→ HOW TO COMPLETE THIS TASK
Repeat the listing below in full, exactly as it stands.

→ PROVIDED INFORMATION
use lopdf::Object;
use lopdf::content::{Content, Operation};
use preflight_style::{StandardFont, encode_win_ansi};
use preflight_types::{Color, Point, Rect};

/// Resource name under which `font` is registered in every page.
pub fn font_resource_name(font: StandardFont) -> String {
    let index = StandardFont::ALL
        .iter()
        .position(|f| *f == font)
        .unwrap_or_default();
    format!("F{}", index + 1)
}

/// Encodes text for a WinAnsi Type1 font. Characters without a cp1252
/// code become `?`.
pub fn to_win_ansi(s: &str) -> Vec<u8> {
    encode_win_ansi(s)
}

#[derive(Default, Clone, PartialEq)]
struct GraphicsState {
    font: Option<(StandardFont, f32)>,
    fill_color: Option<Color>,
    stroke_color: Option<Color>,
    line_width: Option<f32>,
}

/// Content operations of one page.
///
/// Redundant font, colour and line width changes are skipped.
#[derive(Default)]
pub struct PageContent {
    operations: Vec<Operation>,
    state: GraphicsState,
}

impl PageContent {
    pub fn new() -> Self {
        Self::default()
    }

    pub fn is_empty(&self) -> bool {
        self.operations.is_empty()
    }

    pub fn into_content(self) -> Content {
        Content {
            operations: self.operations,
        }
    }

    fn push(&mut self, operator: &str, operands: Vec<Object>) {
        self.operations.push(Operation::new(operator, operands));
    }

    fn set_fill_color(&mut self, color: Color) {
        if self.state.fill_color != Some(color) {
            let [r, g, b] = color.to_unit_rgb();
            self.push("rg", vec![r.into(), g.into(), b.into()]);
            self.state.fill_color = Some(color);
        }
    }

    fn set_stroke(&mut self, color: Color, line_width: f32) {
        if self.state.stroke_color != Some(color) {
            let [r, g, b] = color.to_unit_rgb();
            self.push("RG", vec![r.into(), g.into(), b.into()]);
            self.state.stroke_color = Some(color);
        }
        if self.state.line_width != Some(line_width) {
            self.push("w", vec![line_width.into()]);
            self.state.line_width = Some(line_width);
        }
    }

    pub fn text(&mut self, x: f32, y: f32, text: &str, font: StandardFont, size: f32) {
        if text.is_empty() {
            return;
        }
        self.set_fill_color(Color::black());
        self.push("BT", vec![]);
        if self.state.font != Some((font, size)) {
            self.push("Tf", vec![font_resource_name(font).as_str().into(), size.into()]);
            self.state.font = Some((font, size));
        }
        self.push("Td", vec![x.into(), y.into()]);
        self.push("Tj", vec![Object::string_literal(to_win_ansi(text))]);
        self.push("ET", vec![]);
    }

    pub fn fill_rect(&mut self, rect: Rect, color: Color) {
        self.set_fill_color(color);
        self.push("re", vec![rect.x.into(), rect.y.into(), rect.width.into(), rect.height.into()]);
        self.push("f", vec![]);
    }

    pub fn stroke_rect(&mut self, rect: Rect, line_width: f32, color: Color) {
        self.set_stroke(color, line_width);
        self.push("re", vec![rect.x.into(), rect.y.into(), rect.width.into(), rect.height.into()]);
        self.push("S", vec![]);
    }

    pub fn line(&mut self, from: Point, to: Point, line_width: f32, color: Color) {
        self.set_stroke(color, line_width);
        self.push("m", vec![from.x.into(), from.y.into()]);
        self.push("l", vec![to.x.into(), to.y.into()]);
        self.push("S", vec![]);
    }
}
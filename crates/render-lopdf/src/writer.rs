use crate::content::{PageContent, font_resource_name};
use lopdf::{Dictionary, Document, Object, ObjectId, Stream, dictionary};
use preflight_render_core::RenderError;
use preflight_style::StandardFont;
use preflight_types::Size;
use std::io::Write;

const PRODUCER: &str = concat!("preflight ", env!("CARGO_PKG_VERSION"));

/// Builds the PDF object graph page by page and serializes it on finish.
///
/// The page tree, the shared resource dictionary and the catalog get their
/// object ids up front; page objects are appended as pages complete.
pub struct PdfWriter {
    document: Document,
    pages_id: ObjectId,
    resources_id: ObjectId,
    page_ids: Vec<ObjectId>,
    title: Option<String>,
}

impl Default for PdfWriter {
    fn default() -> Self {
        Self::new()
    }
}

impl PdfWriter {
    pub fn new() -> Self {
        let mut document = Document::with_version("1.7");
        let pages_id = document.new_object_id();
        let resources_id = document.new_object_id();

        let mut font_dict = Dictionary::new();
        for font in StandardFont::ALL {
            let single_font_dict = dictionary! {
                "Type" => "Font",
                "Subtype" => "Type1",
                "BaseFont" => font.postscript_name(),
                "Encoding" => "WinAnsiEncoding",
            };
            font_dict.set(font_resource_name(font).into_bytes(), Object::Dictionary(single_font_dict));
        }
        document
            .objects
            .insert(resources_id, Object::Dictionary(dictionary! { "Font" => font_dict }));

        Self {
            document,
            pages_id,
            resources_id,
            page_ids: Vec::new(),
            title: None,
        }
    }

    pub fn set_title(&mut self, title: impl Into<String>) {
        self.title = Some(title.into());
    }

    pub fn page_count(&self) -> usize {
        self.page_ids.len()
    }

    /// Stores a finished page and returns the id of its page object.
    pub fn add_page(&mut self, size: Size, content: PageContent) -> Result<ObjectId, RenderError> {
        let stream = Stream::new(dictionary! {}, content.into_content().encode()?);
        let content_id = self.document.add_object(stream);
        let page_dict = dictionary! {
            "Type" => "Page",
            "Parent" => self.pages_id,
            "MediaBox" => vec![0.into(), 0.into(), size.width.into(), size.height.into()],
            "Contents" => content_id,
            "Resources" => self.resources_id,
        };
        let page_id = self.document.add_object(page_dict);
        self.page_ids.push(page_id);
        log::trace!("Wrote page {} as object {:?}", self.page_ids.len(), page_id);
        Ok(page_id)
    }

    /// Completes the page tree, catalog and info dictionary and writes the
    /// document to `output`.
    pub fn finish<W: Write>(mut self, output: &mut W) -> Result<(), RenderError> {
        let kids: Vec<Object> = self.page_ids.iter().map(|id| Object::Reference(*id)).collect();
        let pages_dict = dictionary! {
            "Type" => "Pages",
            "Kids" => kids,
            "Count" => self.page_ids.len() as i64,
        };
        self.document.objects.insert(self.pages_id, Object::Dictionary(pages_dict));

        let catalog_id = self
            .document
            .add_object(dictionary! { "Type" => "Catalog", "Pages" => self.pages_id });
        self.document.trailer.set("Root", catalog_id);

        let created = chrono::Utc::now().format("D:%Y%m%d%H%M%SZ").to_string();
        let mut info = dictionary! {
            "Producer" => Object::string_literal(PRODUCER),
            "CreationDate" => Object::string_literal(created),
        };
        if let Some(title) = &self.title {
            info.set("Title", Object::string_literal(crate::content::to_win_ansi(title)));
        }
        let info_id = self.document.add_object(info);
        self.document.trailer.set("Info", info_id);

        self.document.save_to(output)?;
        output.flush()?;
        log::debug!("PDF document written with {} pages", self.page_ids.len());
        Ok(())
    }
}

→ SOLUTION FOR THIS PROBLEM
use lopdf::Object;
use lopdf::content::{Content, Operation};
use preflight_style::{StandardFont, encode_win_ansi};
use preflight_types::{Color, Point, Rect};

/// Resource name under which `font` is registered in every page.
pub fn font_resource_name(font: StandardFont) -> String {
    let index = StandardFont::ALL
        .iter()
        .position(|f| *f == font)
        .unwrap_or_default();
    format!("F{}", index + 1)
}

/// Encodes text for a WinAnsi Type1 font. Characters without a cp1252
/// code become `?`.
pub fn to_win_ansi(s: &str) -> Vec<u8> {
    encode_win_ansi(s)
}

#[derive(Default, Clone, PartialEq)]
struct GraphicsState {
    font: Option<(StandardFont, f32)>,
    fill_color: Option<Color>,
    stroke_color: Option<Color>,
    line_width: Option<f32>,
}

/// Content operations of one page.
///
/// Redundant font, colour and line width changes are skipped.
#[derive(Default)]
pub struct PageContent {
    operations: Vec<Operation>,
    state: GraphicsState,
}

impl PageContent {
    pub fn new() -> Self {
        Self::default()
    }

    pub fn is_empty(&self) -> bool {
        self.operations.is_empty()
    }

    pub fn into_content(self) -> Content {
        Content {
            operations: self.operations,
        }
    }

    fn push(&mut self, operator: &str, operands: Vec<Object>) {
        self.operations.push(Operation::new(operator, operands));
    }

    fn set_fill_color(&mut self, color: Color) {
        if self.state.fill_color != Some(color) {
            let [r, g, b] = color.to_unit_rgb();
            self.push("rg", vec![r.into(), g.into(), b.into()]);
            self.state.fill_color = Some(color);
        }
    }

    fn set_stroke(&mut self, color: Color, line_width: f32) {
        if self.state.stroke_color != Some(color) {
            let [r, g, b] = color.to_unit_rgb();
            self.push("RG", vec![r.into(), g.into(), b.into()]);
            self.state.stroke_color = Some(color);
        }
        if self.state.line_width != Some(line_width) {
            self.push("w", vec![line_width.into()]);
            self.state.line_width = Some(line_width);
        }
    }

    pub fn text(&mut self, x: f32, y: f32, text: &str, font: StandardFont, size: f32) {
        if text.is_empty() {
            return;
        }
        self.set_fill_color(Color::black());
        self.push("BT", vec![]);
        if self.state.font != Some((font, size)) {
            self.push("Tf", vec![font_resource_name(font).as_str().into(), size.into()]);
            self.state.font = Some((font, size));
        }
        self.push("Td", vec![x.into(), y.into()]);
        self.push("Tj", vec![Object::string_literal(to_win_ansi(text))]);
        self.push("ET", vec![]);
    }

    pub fn fill_rect(&mut self, rect: Rect, color: Color) {
        self.set_fill_color(color);
        self.push("re", vec![rect.x.into(), rect.y.into(), rect.width.into(), rect.height.into()]);
        self.push("f", vec![]);
    }

    pub fn stroke_rect(&mut self, rect: Rect, line_width: f32, color: Color) {
        self.set_stroke(color, line_width);
        self.push("re", vec![rect.x.into(), rect.y.into(), rect.width.into(), rect.height.into()]);
        self.push("S", vec![]);
    }

    pub fn line(&mut self, from: Point, to: Point, line_width: f32, color: Color) {
        self.set_stroke(color, line_width);
        self.push("m", vec![from.x.into(), from.y.into()]);
        self.push("l", vec![to.x.into(), to.y.into()]);
        self.push("S", vec![]);
    }
}
filename crates/render-lopdf/src/writer.rs
use crate::content::{PageContent, font_resource_name};
use lopdf::{Dictionary, Document, Object, ObjectId, Stream, dictionary};
use preflight_render_core::RenderError;
use preflight_style::StandardFont;
use preflight_types::Size;
use std::io::Write;

const PRODUCER: &str = concat!("preflight ", env!("CARGO_PKG_VERSION"));

/// Builds the PDF object graph page by page and serializes it on finish.
///
/// The page tree, the shared resource dictionary and the catalog get their
/// object ids up front; page objects are appended as pages complete.
pub struct PdfWriter {
    document: Document,
    pages_id: ObjectId,
    resources_id: ObjectId,
    page_ids: Vec<ObjectId>,
    title: Option<String>,
}

impl Default for PdfWriter {
    fn default() -> Self {
        Self::new()
    }
}

impl PdfWriter {
    pub fn new() -> Self {
        let mut document = Document::with_version("1.7");
        let pages_id = document.new_object_id();
        let resources_id = document.new_object_id();

        let mut font_dict = Dictionary::new();
        for font in StandardFont::ALL {
            let single_font_dict = dictionary! {
                "Type" => "Font",
                "Subtype" => "Type1",
                "BaseFont" => font.postscript_name(),
                "Encoding" => "WinAnsiEncoding",
            };
            font_dict.set(font_resource_name(font).into_bytes(), Object::Dictionary(single_font_dict));
        }
        document
            .objects
            .insert(resources_id, Object::Dictionary(dictionary! { "Font" => font_dict }));

        Self {
            document,
            pages_id,
            resources_id,
            page_ids: Vec::new(),
            title: None,
        }
    }

    pub fn set_title(&mut self, title: impl Into<String>) {
        self.title = Some(title.into());
    }

    pub fn page_count(&self) -> usize {
        self.page_ids.len()
    }

    /// Stores a finished page and returns the id of its page object.
    pub fn add_page(&mut self, size: Size, content: PageContent) -> Result<ObjectId, RenderError> {
        let stream = Stream::new(dictionary! {}, content.into_content().encode()?);
        let content_id = self.document.add_object(stream);
        let page_dict = dictionary! {
            "Type" => "Page",
            "Parent" => self.pages_id,
            "MediaBox" => vec![0.into(), 0.into(), size.width.into(), size.height.into()],
            "Contents" => content_id,
            "Resources" => self.resources_id,
        };
        let page_id = self.document.add_object(page_dict);
        self.page_ids.push(page_id);
        log::trace!("Wrote page {} as object {:?}", self.page_ids.len(), page_id);
        Ok(page_id)
    }

    /// Completes the page tree, catalog and info dictionary and writes the
    /// document to `output`.
    pub fn finish<W: Write>(mut self, output: &mut W) -> Result<(), RenderError> {
        let kids: Vec<Object> = self.page_ids.iter().map(|id| Object::Reference(*id)).collect();
        let pages_dict = dictionary! {
            "Type" => "Pages",
            "Kids" => kids,
            "Count" => self.page_ids.len() as i64,
        };
        self.document.objects.insert(self.pages_id, Object::Dictionary(pages_dict));

        let catalog_id = self
            .document
            .add_object(dictionary! { "Type" => "Catalog", "Pages" => self.pages_id });
        self.document.trailer.set("Root", catalog_id);

        let created = chrono::Utc::now().format("D:%Y%m%d%H%M%SZ").to_string();
        let mut info = dictionary! {
            "Producer" => Object::string_literal(PRODUCER),
            "CreationDate" => Object::string_literal(created),
        };
        if let Some(title) = &self.title {
            info.set("Title", Object::string_literal(crate::content::to_win_ansi(title)));
        }
        let info_id = self.document.add_object(info);
        self.document.trailer.set("Info", info_id);

        self.document.save_to(output)?;
        output.flush()?;
        log::debug!("PDF document written with {} pages", self.page_ids.len());
        Ok(())
    }
}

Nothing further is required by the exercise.